Antes de mais, recorda aqui a análise ao jogo.

paper beast

Apesar de a experiência manter-se a mesma, sem qualquer adição de novos conteúdos ao já existente modo de história e sandbox, este port vem trazer-nos grandes melhorias de qualidade gráfica. Tendo experimentado o mesmo nos Oculus Rift, digo mesmo que é notável uma maior definição do mundo envolvente e das suas criaturas.

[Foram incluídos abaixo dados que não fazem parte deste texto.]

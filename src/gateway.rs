// Access to the language model acting as Game Master.
use futures::future::BoxFuture;
use reqwest::Client;
use serde::{Deserialize, Serialize};
use std::sync::Arc;

use crate::error::GatewayError;

pub const MODEL_NAME: &str = "airoboros-m-7b-3.1.2";
// 8-bit weights, the model tag selects the quantized build.
pub const QUANTIZATION: &str = "q8_0";
pub const MAX_NEW_TOKENS: u32 = 200;
pub const TEMPERATURE: f32 = 0.7;

pub const LOADED_MESSAGE: &str = "Model loaded successfully.";

/// Anything able to continue a prompt.
///
/// Implementations return the whole decoded text, prompt included, the way a
/// causal model decodes its full output sequence.
pub trait TextGenerator: Send + Sync {
    fn generate<'a>(&'a self, prompt: &'a str) -> BoxFuture<'a, Result<String, GatewayError>>;
}

#[derive(Debug, Serialize)]
struct GenerateOptions {
    num_predict: u32,
    temperature: f32,
}

#[derive(Debug, Serialize)]
struct GenerateRequest<'a> {
    model: String,
    #[serde(skip_serializing_if = "Option::is_none")]
    prompt: Option<&'a str>,
    raw: bool,
    stream: bool,
    options: GenerateOptions,
}

#[derive(Debug, Deserialize)]
struct GenerateResponse {
    #[serde(default)]
    response: String,
}

// Raw mode answers with the continuation only; put the prompt back in front.
fn decoded_text(prompt: &str, generated: &GenerateResponse) -> String {
    format!("{prompt}{}", generated.response)
}

/// A model served by a local Ollama compatible server.
#[derive(Debug, Clone)]
pub struct OllamaBackend {
    client: Client,
    endpoint: String,
    model: String,
}

impl OllamaBackend {
    pub fn new(endpoint: &str) -> Self {
        Self {
            client: Client::new(),
            endpoint: endpoint.trim_end_matches('/').to_string(),
            model: format!("{MODEL_NAME}:{QUANTIZATION}"),
        }
    }

    pub fn model(&self) -> &str {
        &self.model
    }

    fn request<'a>(&self, prompt: Option<&'a str>) -> GenerateRequest<'a> {
        GenerateRequest {
            model: self.model.clone(),
            prompt,
            raw: true,
            stream: false,
            options: GenerateOptions {
                num_predict: MAX_NEW_TOKENS,
                temperature: TEMPERATURE,
            },
        }
    }

    async fn call(&self, prompt: Option<&str>) -> Result<GenerateResponse, GatewayError> {
        let response = self
            .client
            .post(format!("{}/api/generate", self.endpoint))
            .json(&self.request(prompt))
            .send()
            .await?;

        let status = response.status();
        if !status.is_success() {
            let body = response.text().await.unwrap_or_default();
            return Err(GatewayError::Status { status, body });
        }
        Ok(response.json::<GenerateResponse>().await?)
    }

    /// Asks the server to bring the model into memory. A generate call without
    /// a prompt only loads the model.
    pub async fn load(&self) -> Result<(), GatewayError> {
        log::info!("Loading model {} from {}", self.model, self.endpoint);
        self.call(None)
            .await
            .map(|_| ())
            .map_err(|e| GatewayError::Load(e.to_string()))
    }
}

impl TextGenerator for OllamaBackend {
    fn generate<'a>(&'a self, prompt: &'a str) -> BoxFuture<'a, Result<String, GatewayError>> {
        Box::pin(async move {
            let generated = self.call(Some(prompt)).await?;
            log::debug!("Generated {} bytes", generated.response.len());
            Ok(decoded_text(prompt, &generated))
        })
    }
}

enum GatewayState {
    Ready(Box<dyn TextGenerator>),
    Unavailable(String),
}

/// Holds the model for the lifetime of the process. A failed load is final:
/// every later generation fails with the load error.
pub struct ModelGateway {
    state: GatewayState,
}

impl std::fmt::Debug for ModelGateway {
    fn fmt(&self, f: &mut std::fmt::Formatter<'_>) -> std::fmt::Result {
        let state = match &self.state {
            GatewayState::Ready(_) => "ready".to_string(),
            GatewayState::Unavailable(reason) => format!("unavailable: {reason}"),
        };
        f.debug_struct("ModelGateway").field("state", &state).finish()
    }
}

impl ModelGateway {
    /// Loads the fixed model once. Never fails: a load error leaves the gateway
    /// unavailable and is reported through [`ModelGateway::status_message`].
    pub async fn initialize(endpoint: &str) -> Arc<Self> {
        let backend = OllamaBackend::new(endpoint);
        let gateway = match backend.load().await {
            Ok(()) => {
                log::info!("Model {} loaded", backend.model());
                Self::with_generator(backend)
            }
            Err(e) => {
                log::error!("{e}");
                Self::unavailable(e.to_string())
            }
        };
        Arc::new(gateway)
    }

    pub fn with_generator(generator: impl TextGenerator + 'static) -> Self {
        Self {
            state: GatewayState::Ready(Box::new(generator)),
        }
    }

    pub fn unavailable(reason: impl Into<String>) -> Self {
        Self {
            state: GatewayState::Unavailable(reason.into()),
        }
    }

    pub fn is_available(&self) -> bool {
        matches!(self.state, GatewayState::Ready(_))
    }

    /// The line a session shows about the model, `Ok` when it can generate.
    pub fn status_message(&self) -> Result<String, String> {
        match &self.state {
            GatewayState::Ready(_) => Ok(LOADED_MESSAGE.to_string()),
            GatewayState::Unavailable(reason) => Err(reason.clone()),
        }
    }

    pub async fn generate(&self, prompt: &str) -> Result<String, GatewayError> {
        match &self.state {
            GatewayState::Ready(generator) => generator.generate(prompt).await,
            GatewayState::Unavailable(reason) => Err(GatewayError::Unavailable(reason.clone())),
        }
    }
}
use log::{LevelFilter, Metadata, Record, SetLoggerError};
use once_cell::sync::OnceCell;
use std::fs::{OpenOptions, create_dir_all};
use std::io::Write;
use std::path::PathBuf;

#[derive(Debug)]
struct FileLogger {
    log_path: PathBuf,
    level: LevelFilter,
}

static LOGGER: OnceCell<FileLogger> = OnceCell::new();

impl log::Log for FileLogger {
    fn enabled(&self, metadata: &Metadata) -> bool {
        metadata.level() <= self.level
    }

    fn log(&self, record: &Record) {
        if self.enabled(record.metadata()) {
            let timestamp = chrono::Local::now().format("%Y-%m-%d %H:%M:%S");
            let log_entry = format!(
                "[{}] {} {} - {}\n",
                timestamp,
                record.level(),
                record.target(),
                record.args()
            );

            if let Ok(mut file) = OpenOptions::new()
                .create(true)
                .append(true)
                .open(&self.log_path)
            {
                let _ = file.write_all(log_entry.as_bytes());
            }
        }
    }

    fn flush(&self) {}
}

/// Installs the file logger writing to `<data_dir>/log.txt`.
///
/// The terminal belongs to the UI, so nothing is ever logged to stdout.
pub fn init(data_dir: PathBuf, debug: bool) -> Result<(), SetLoggerError> {
    let _ = create_dir_all(&data_dir);
    let level = if debug {
        LevelFilter::Debug
    } else {
        LevelFilter::Info
    };

    let logger = LOGGER.get_or_init(|| FileLogger {
        log_path: data_dir.join("log.txt"),
        level,
    });

    log::set_logger(logger).map(|()| log::set_max_level(level))
}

A nível de controlos, e visto que passámos da PlayStation Camera para, no meu caso, os sensores da Oculus, sendo também possível jogar com Valve Index, HTC Vive, e Windows Mixed Reality, a mobilidade do jogador e a interactividade do mesmo com o mundo, também receberam melhoramentos. A liberdade de movimentos e o tracking mais eficiente, vieram a amplificar a imersão do jogador, numa obra que já era bem consistente de se experienciar no conforto do PlayStation VR.

paper beast

O mundo de Paper Beast sente-se mais vivo e, tal como ele, o jogador sente uma maior responsabilidade pelo seu papel de zelar por estas criaturas origami, que necessitam da sua ajuda para resolver pequenos puzzles, que as ajudarão a sobreviver neste árido e inóspito deserto.

Se ainda não jogaste Paper Beast, aproveita agora que já está disponível para PlayStation VR e na Steam VR.